19-20 Of course I can almost hear your retort: “If this is so, and God’s will is irresistible, why does God blame men for what they do?” But the question really is this: “Who are you, a man, to make any such reply to God?” When a craftsman makes anything he doesn’t expect it to turn round and say, ‘Why did you make me like this?’
21-26 The potter, for instance, is always assumed to have complete control over the clay, making with one part of the lump a lovely vase, and with another a pipe for sewage. Can we not assume that God has the same control over human clay? May it not be that God, though he must sooner or later expose his wrath against sin and show his controlling hand, has yet most patiently endured the presence in his world of things that cry out to be destroyed? Can we not see, in this, his purpose in demonstrating the boundless resources of his glory upon those whom he considers fit to receive his mercy, and whom he long ago planned to raise to glorious life? And by these chosen people I mean you and me, whom he has called out from both Jews and Gentiles. He says in Hosea: ‘I will call them my people, who were not my people, and her beloved, who was not beloved’. ‘And it shall come to pass in the place where it was said to them, You are not my people, there they will be called sons of the living God’.
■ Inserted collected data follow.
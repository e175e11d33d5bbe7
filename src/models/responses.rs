//! Response DTOs for the harness API
//!
//! Defines the structure of outgoing HTTP response bodies.

use serde::Serialize;

use crate::harness::LiveTally;

/// Response body for POST /runs
#[derive(Debug, Clone, Serialize)]
pub struct StartRunResponse {
    /// Human-readable outcome
    pub message: String,
    /// Whether this request started a new run
    pub started: bool,
    pub scenario: String,
    #[serde(skip_serializing_if = "Option::is_none")]
    pub target_id: Option<String>,
}

impl StartRunResponse {
    pub fn started(scenario: impl Into<String>, target_id: impl Into<String>) -> Self {
        let scenario = scenario.into();
        let target_id = target_id.into();
        Self {
            message: format!("Run '{}' started on product '{}'", scenario, target_id),
            started: true,
            scenario,
            target_id: Some(target_id),
        }
    }

    pub fn already_running(scenario: impl Into<String>) -> Self {
        Self {
            message: "A run is already in progress".to_string(),
            started: false,
            scenario: scenario.into(),
            target_id: None,
        }
    }
}

/// Response body for GET /status
#[derive(Debug, Clone, Serialize)]
pub struct StatusResponse {
    #[serde(flatten)]
    pub tally: LiveTally,
    /// Rounded hit percentage of the live counters
    pub hit_rate_percent: u64,
}

impl From<LiveTally> for StatusResponse {
    fn from(tally: LiveTally) -> Self {
        Self {
            hit_rate_percent: tally.hit_rate_percent(),
            tally,
        }
    }
}

/// Response body for the health endpoint (GET /health)
#[derive(Debug, Clone, Serialize)]
pub struct HealthResponse {
    /// Health status (e.g., "healthy")
    pub status: String,
    /// Current timestamp in ISO 8601 format
    pub timestamp: String,
}

impl HealthResponse {
    /// Creates a new HealthResponse with current timestamp
    pub fn healthy() -> Self {
        Self {
            status: "healthy".to_string(),
            timestamp: chrono::Utc::now().to_rfc3339(),
        }
    }
}

/// Error response body for all error conditions
#[derive(Debug, Clone, Serialize)]
pub struct ErrorResponse {
    /// Error message describing what went wrong
    pub error: String,
}

impl ErrorResponse {
    /// Creates a new ErrorResponse
    pub fn new(error: impl Into<String>) -> Self {
        Self {
            error: error.into(),
        }
    }
}
//! Catalog Module
//!
//! The remote catalog service the harness probes: wire types and the
//! `Catalog` seam with its reqwest-backed implementation.

mod client;
mod product;

pub use client::{Catalog, CatalogResponse, HttpCatalog};
pub use product::{CacheSignal, ProductList, ProductRecord, ProductUpdate};

// == Public Constants ==
/// Response header a catalog may use to report its own cache outcome
pub const CACHE_STATUS_HEADER: &str = "x-cache";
27-28 And Isaiah, speaking about Israel, proclaims: ‘though the number of the children of Israel be as the sand of the sea, the remnant will be saved. For he will finish the work and cut it short in righteousness, because the Lord will make a short work upon the earth’.
29 And previously, Isaiah said: ‘Unless the Lord of Sabaoth had left us a seed, we would have become like Sodom and we would have been made like Gomorrah’.
At present the gentiles have gone further than the Jews
30-33 Now, how far have we got? That the Gentiles who never had the Law’s standard of righteousness to guide them, have attained righteousness, righteousness-by-faith. but Israel, following the Law of righteousness, failed to reach the goal of righteousness. And why? Because their minds were fixed on what they achieved instead of on what they believed. They tripped over that very stone the scripture mentions: ‘Behold, I lay in Zion a stumbling stone and rock of offence, and whoever believes on him will not be put to shame’.